A brief note to say I will have several works in Recycled Words, the juried April show at SE Portland's Evolve Gallery. Work features castaway text with a heavy collage component. The First Friday opening this week on April 6th promises a reading from author Karen Karbo, a sneak peek at upcoming Wordstock events (the show's co-sponsor), and, as always, a good party.

Show Dates: April 6-27, 2012
First Friday Opening: Friday, April 6th from 6:00 and 9:00pm

Featuring a reading by author Karen Karbo,
from her book "How Georgia Became O'Keeffe."

Juried Group Show Exhibitors:
Boz Schurr, Erica D. Maggi, Holly Sanders, Jen Rombach,
Katie Pippel, Lulu Moonwood, Robin Ator,
Sarah Fagan, Shannon Martini, Sue Clancy, Vicky Dekrey Vasey

Non-profit partner: Wordstock


Monday, April 2, 2012

Dallas to Austin: Of Tulips, Kolache, and Little Quail Legs

[The Dallas skyline]

Easter is supposed to finally bring warm spring weather to Portland. Until then, I have fond memories and a fading tan line from my four days in Texas last week.

[The tulip-filled Dallas Arboretum went on for acres, and was beautiful despite flood-causing rains just the week before. Perhaps more beautiful because of them?]

Texas was a convenient "half-way" point between Oregon and New England to meet up with my mom and an excuse to meet some extended family. A bit of a family vacation like the good old days.

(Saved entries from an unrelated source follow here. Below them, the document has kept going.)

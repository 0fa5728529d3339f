//! # realtime-mux
//!
//! `realtime_mux` is the real-time client for the channel operations
//! dashboard. It keeps one websocket connection to the realtime hub and
//! multiplexes it into topic-keyed publish/subscribe channels consumed by
//! many independent parts of an application.
//!
//! ## Core Modules
//!
//! - `transport`: the wire envelope, backoff policy, connection status and websocket session.
//! - `router`: the subscription registry and fan-out of inbound envelopes.
//! - `client`: `RealtimeClient`, the connection context (connect, reconnect, send, subscribe).
//! - `adapters`: chat, notification and stream health state built on the client.
//! - `config`: loading settings from file and environment.
//! - `utils`: error types and logging setup.
//!
//! ## Example
//!
//! ```no_run
//! use realtime_mux::{RealtimeClient, config::ConnectionSettings};
//!
//! # async fn run() -> realtime_mux::Result<()> {
//! let client = RealtimeClient::new(&ConnectionSettings::default())?;
//! client.set_auth_token(Some("bearer-token".to_string()));
//! let sub = client.subscribe("chat.message", |envelope| {
//!     println!("{}: {}", envelope.topic, envelope.payload);
//! });
//! client.connect();
//! // ...
//! sub.unsubscribe();
//! client.disconnect();
//! # Ok(())
//! # }
//! ```

pub mod adapters;
pub mod client;
pub mod config;
pub mod router;
pub mod transport;
pub mod utils;

pub use client::RealtimeClient;
pub use router::{Router, Subscription};
pub use transport::{ConnectionStatus, Envelope, TypedEnvelope};
pub use utils::{Error, Result};
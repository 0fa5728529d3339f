//! Router engine
//!
//! The router owns the subscription registry and fans decoded envelopes out
//! to every interested handler:
//! - handlers registered for the envelope's exact topic run first, in
//!   registration order
//! - then every catch-all handler registered with `subscribe_all`
//!
//! Concurrency and usage notes:
//! - `Router` is a cheap clonable handle around `Arc<Mutex<Registry>>`.
//! - Dispatch snapshots the handler list and releases the lock before
//!   invoking anything, so a handler may subscribe or unsubscribe (itself
//!   included) while being called. Such changes apply from the next envelope.
//! - Each invocation runs under `catch_unwind`; a panicking handler is
//!   logged with its topic and does not affect its siblings or the router.

use std::any::Any;
use std::collections::HashMap;
use std::panic::{self, AssertUnwindSafe};
use std::sync::{Arc, Mutex, MutexGuard, Weak};

use serde::de::DeserializeOwned;
use tracing::{debug, error, warn};

use crate::router::subscription::{Subscription, SubscriptionId};
use crate::router::topic::Topic;
use crate::transport::message::{Envelope, TypedEnvelope};

pub type Handler = dyn Fn(&Envelope) + Send + Sync;

#[derive(Debug, Clone, PartialEq, Eq)]
enum Key {
    Topic(String),
    All,
}

struct Registry {
    next_id: SubscriptionId,
    topics: HashMap<String, Topic<Handler>>,
    all: Topic<Handler>,
}

impl Default for Registry {
    fn default() -> Self {
        Self {
            next_id: 1,
            topics: HashMap::new(),
            all: Topic::new("*"),
        }
    }
}

impl Registry {
    fn remove(&mut self, key: &Key, id: SubscriptionId) -> bool {
        match key {
            Key::All => self.all.unsubscribe(id),
            Key::Topic(name) => {
                let Some(topic) = self.topics.get_mut(name) else {
                    return false;
                };
                let removed = topic.unsubscribe(id);
                if topic.is_empty() {
                    self.topics.remove(name);
                }
                removed
            }
        }
    }
}

#[derive(Clone, Default)]
pub struct Router {
    registry: Arc<Mutex<Registry>>,
}

impl Router {
    pub fn new() -> Self {
        Self::default()
    }

    /// Registers `handler` for envelopes whose topic equals `topic`.
    pub fn subscribe<F>(&self, topic: &str, handler: F) -> Subscription
    where
        F: Fn(&Envelope) + Send + Sync + 'static,
    {
        self.register(Key::Topic(topic.to_string()), Arc::new(handler))
    }

    /// Like `subscribe`, but decodes the payload into `T` first. Envelopes
    /// whose payload does not decode are logged and skipped for this handler
    /// only.
    pub fn subscribe_typed<T, F>(&self, topic: &str, handler: F) -> Subscription
    where
        T: DeserializeOwned + 'static,
        F: Fn(TypedEnvelope<T>) + Send + Sync + 'static,
    {
        self.subscribe(topic, move |envelope| match envelope.typed::<T>() {
            Ok(typed) => handler(typed),
            Err(e) => warn!(
                topic = %envelope.topic,
                id = %envelope.id,
                "payload does not match subscriber type: {e}"
            ),
        })
    }

    /// Registers `handler` for every decoded envelope regardless of topic.
    pub fn subscribe_all<F>(&self, handler: F) -> Subscription
    where
        F: Fn(&Envelope) + Send + Sync + 'static,
    {
        self.register(Key::All, Arc::new(handler))
    }

    fn register(&self, key: Key, handler: Arc<Handler>) -> Subscription {
        let id = {
            let mut registry = self.lock();
            let id = registry.next_id;
            registry.next_id += 1;
            match &key {
                Key::All => registry.all.subscribe(id, handler),
                Key::Topic(name) => registry
                    .topics
                    .entry(name.clone())
                    .or_insert_with(|| Topic::new(name))
                    .subscribe(id, handler),
            }
            id
        };
        debug!(?key, id, "subscribed");

        let registry: Weak<Mutex<Registry>> = Arc::downgrade(&self.registry);
        Subscription::new(id, move || {
            if let Some(registry) = registry.upgrade() {
                let removed = registry
                    .lock()
                    .unwrap_or_else(|poisoned| poisoned.into_inner())
                    .remove(&key, id);
                debug!(?key, id, removed, "unsubscribed");
            }
        })
    }

    /// Decodes one raw inbound frame and dispatches it. A frame that does not
    /// decode is logged and dropped. Returns the number of handlers that ran
    /// to completion.
    pub fn dispatch_frame(&self, frame: &str) -> usize {
        match Envelope::decode(frame) {
            Ok(envelope) => self.dispatch(&envelope),
            Err(e) => {
                warn!(
                    "dropping undecodable frame: {e} | {}",
                    frame.chars().take(100).collect::<String>()
                );
                0
            }
        }
    }

    /// Delivers `envelope` to its topic's handlers, then to the catch-all
    /// handlers. Returns the number of handlers that ran to completion.
    pub fn dispatch(&self, envelope: &Envelope) -> usize {
        let handlers: Vec<Arc<Handler>> = {
            let registry = self.lock();
            let mut handlers = registry
                .topics
                .get(&envelope.topic)
                .map(Topic::snapshot)
                .unwrap_or_default();
            handlers.extend(registry.all.snapshot());
            handlers
        };

        if handlers.is_empty() {
            debug!(topic = %envelope.topic, "no subscribers");
            return 0;
        }

        let mut delivered = 0;
        for handler in &handlers {
            if guarded(&envelope.topic, || handler(envelope)) {
                delivered += 1;
            }
        }
        delivered
    }

    /// Number of handlers registered for exactly `topic`.
    pub fn subscriber_count(&self, topic: &str) -> usize {
        self.lock().topics.get(topic).map_or(0, Topic::len)
    }

    pub fn catch_all_count(&self) -> usize {
        self.lock().all.len()
    }

    /// Topics that currently have at least one handler.
    pub fn topics(&self) -> Vec<String> {
        let mut names: Vec<String> = self.lock().topics.keys().cloned().collect();
        names.sort();
        names
    }

    fn lock(&self) -> MutexGuard<'_, Registry> {
        self.registry
            .lock()
            .unwrap_or_else(|poisoned| poisoned.into_inner())
    }
}

/// Runs one subscriber callback, containing any panic. Returns whether the
/// callback completed.
pub(crate) fn guarded(label: &str, callback: impl FnOnce()) -> bool {
    match panic::catch_unwind(AssertUnwindSafe(callback)) {
        Ok(()) => true,
        Err(panic) => {
            error!(
                topic = label,
                "subscriber panicked: {}",
                panic_message(panic.as_ref())
            );
            false
        }
    }
}

fn panic_message<'a>(panic: &'a (dyn Any + Send + 'static)) -> &'a str {
    if let Some(message) = panic.downcast_ref::<&str>() {
        message
    } else if let Some(message) = panic.downcast_ref::<String>() {
        message
    } else {
        "non-string panic payload"
    }
}
//! Notification feed adapter
//!
//! Keeps the newest `notification_limit` notifications (newest first) and an
//! unread counter. Evicting an old unread notification does not change the
//! counter, since the server still considers it unread; its id is remembered
//! so that exactly one later read event counts it down. Reads for ids the
//! feed never counted, or already counted as read, change nothing.
//!
//! Several feeds may share one client. The server-side subscription is
//! withdrawn only when the last `notification.new` handler on the client goes
//! away.
//!
//! Inbound: `notification.new`, `notification.update`, `notification.bulk_read`.
//! Outbound: `notification.subscribe`, `notification.unsubscribe`,
//! `notification.read`, `notification.read_all`.

use std::collections::{HashSet, VecDeque};
use std::sync::{Arc, Mutex};

use chrono::{DateTime, Utc};
use serde::{Deserialize, Serialize};
use serde_json::json;

use crate::adapters::{announce_on_connect, lock};
use crate::client::RealtimeClient;
use crate::config::AdapterSettings;
use crate::router::Subscription;
use crate::transport::TypedEnvelope;

pub const NOTIFICATION_NEW: &str = "notification.new";
pub const NOTIFICATION_UPDATE: &str = "notification.update";
pub const NOTIFICATION_BULK_READ: &str = "notification.bulk_read";
pub const NOTIFICATION_SUBSCRIBE: &str = "notification.subscribe";
pub const NOTIFICATION_UNSUBSCRIBE: &str = "notification.unsubscribe";
pub const NOTIFICATION_READ: &str = "notification.read";
pub const NOTIFICATION_READ_ALL: &str = "notification.read_all";

#[derive(Debug, Clone, PartialEq, Serialize, Deserialize)]
#[serde(rename_all = "camelCase")]
pub struct Notification {
    pub id: String,
    #[serde(rename = "type", default)]
    pub kind: Option<String>,
    pub title: String,
    #[serde(default)]
    pub body: Option<String>,
    #[serde(default)]
    pub link: Option<String>,
    #[serde(default)]
    pub read: bool,
    #[serde(default)]
    pub created_at: Option<DateTime<Utc>>,
}

#[derive(Debug, Clone, PartialEq, Deserialize)]
#[serde(rename_all = "camelCase")]
pub struct NotificationUpdate {
    pub id: String,
    #[serde(default)]
    pub read: Option<bool>,
    #[serde(default)]
    pub title: Option<String>,
    #[serde(default)]
    pub body: Option<String>,
}

/// `ids: None` marks every notification read.
#[derive(Debug, Clone, PartialEq, Default, Deserialize)]
pub struct BulkRead {
    #[serde(default)]
    pub ids: Option<Vec<String>>,
}

/// Unread count = unread retained items + `evicted_unread`.
#[derive(Debug)]
struct FeedState {
    items: VecDeque<Notification>,
    /// Ids of unread notifications pushed out of `items`.
    evicted_unread: HashSet<String>,
    limit: usize,
}

impl FeedState {
    fn insert(&mut self, notification: Notification) {
        if let Some(existing) = self.items.iter_mut().find(|n| n.id == notification.id) {
            *existing = notification;
            return;
        }
        self.evicted_unread.remove(&notification.id);
        self.items.push_front(notification);
        while self.items.len() > self.limit {
            if let Some(evicted) = self.items.pop_back() {
                if !evicted.read {
                    self.evicted_unread.insert(evicted.id);
                }
            }
        }
    }

    fn set_read(&mut self, id: &str, read: bool) {
        match self.items.iter_mut().find(|n| n.id == id) {
            Some(notification) => notification.read = read,
            None if read => {
                self.evicted_unread.remove(id);
            }
            None => {}
        }
    }

    fn read_all(&mut self) {
        for notification in &mut self.items {
            notification.read = true;
        }
        self.evicted_unread.clear();
    }

    fn unread(&self) -> usize {
        self.items.iter().filter(|n| !n.read).count() + self.evicted_unread.len()
    }
}

pub struct NotificationFeed {
    client: RealtimeClient,
    state: Arc<Mutex<FeedState>>,
    subscriptions: Vec<Subscription>,
}

impl NotificationFeed {
    pub fn subscribe(client: &RealtimeClient, settings: &AdapterSettings) -> Self {
        let state = Arc::new(Mutex::new(FeedState {
            items: VecDeque::with_capacity(settings.notification_limit),
            evicted_unread: HashSet::new(),
            limit: settings.notification_limit,
        }));

        let on_new = {
            let state = state.clone();
            client.subscribe_typed(NOTIFICATION_NEW, move |envelope: TypedEnvelope<Notification>| {
                lock(&state).insert(envelope.payload);
            })
        };

        let on_update = {
            let state = state.clone();
            client.subscribe_typed(
                NOTIFICATION_UPDATE,
                move |envelope: TypedEnvelope<NotificationUpdate>| {
                    let update = envelope.payload;
                    let mut state = lock(&state);
                    if let Some(existing) = state.items.iter_mut().find(|n| n.id == update.id) {
                        if let Some(title) = update.title {
                            existing.title = title;
                        }
                        if update.body.is_some() {
                            existing.body = update.body;
                        }
                    }
                    if let Some(read) = update.read {
                        state.set_read(&update.id, read);
                    }
                },
            )
        };

        let on_bulk_read = {
            let state = state.clone();
            client.subscribe_typed(NOTIFICATION_BULK_READ, move |envelope: TypedEnvelope<BulkRead>| {
                let mut state = lock(&state);
                match envelope.payload.ids {
                    Some(ids) => ids.iter().for_each(|id| state.set_read(id, true)),
                    None => state.read_all(),
                }
            })
        };

        let on_connect = announce_on_connect(client, |client| {
            client.send(NOTIFICATION_SUBSCRIBE, json!({}));
        });

        Self {
            client: client.clone(),
            state,
            subscriptions: vec![on_new, on_update, on_bulk_read, on_connect],
        }
    }

    /// Retained notifications, newest first.
    pub fn notifications(&self) -> Vec<Notification> {
        lock(&self.state).items.iter().cloned().collect()
    }

    pub fn unread_count(&self) -> usize {
        lock(&self.state).unread()
    }

    /// Marks one notification read locally and tells the server. Returns
    /// whether the command was handed to the transport.
    pub fn mark_read(&self, id: &str) -> bool {
        lock(&self.state).set_read(id, true);
        self.client.send(NOTIFICATION_READ, json!({ "id": id }))
    }

    pub fn mark_all_read(&self) -> bool {
        lock(&self.state).read_all();
        self.client.send(NOTIFICATION_READ_ALL, json!({}))
    }
}

impl Drop for NotificationFeed {
    fn drop(&mut self) {
        for subscription in &self.subscriptions {
            subscription.unsubscribe();
        }
        if self.client.router().subscriber_count(NOTIFICATION_NEW) == 0 {
            self.client.send(NOTIFICATION_UNSUBSCRIBE, json!({}));
        }
    }
}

Dallas was a blast, and from what I hear, a totally different city than it was ten, or even five, years ago. New buildings, bridges, sculptures, museums, and restaurants seem to spring up daily, according to the locals. If we asked for directions, we were often met with a "you and me both!" Navigating the changing highways was a bit of a chore after living in a little city like Portland, but we still had a great time soaking in some vitamin D, checking out art, and, of course, eating. I can't remember when I last had so much, and such a variety, of meat... not my everyday menu, but I'll be darned if I wasn't going to try some Texas quail while I was there.

[My quail entrée comes in a little pile of tiny quail legs -- at Wolfgang Puck's Five Sixty.]

After two days in Dallas -- a road trip down to Austin with a stop in West, Texas and Dripping Springs along the way.

[A lotta' kolache in West, Texas]

To most, the town of West, Texas (not to be confused with West Texas) is a quick stop on the side of the highway for folks traveling between Dallas and Austin. It also shows Central Texas's Eastern European roots (specifically, Czech). The truck stop on the side of the road is called the "Czech Point," filled with baked goods familiar to those with Czech, Polish, or, like me, Slovak -- ancestry. KOLACHE! Baked tarts of fruit, cream cheese, poppyseed, and other sweet and savory delights. The line was out the door, making me think I had found the go-to place for the best treats in the tri-city area.

[We got an apricot kolache. Yes, just one. You know, to save room for all the meat we would inevitably have later.]

[Hamilton Pool in Dripping Springs]

Next stop: Dripping Springs (after an out-of-the-way detour through Austin to get more water at a Target. Man, it was hot!)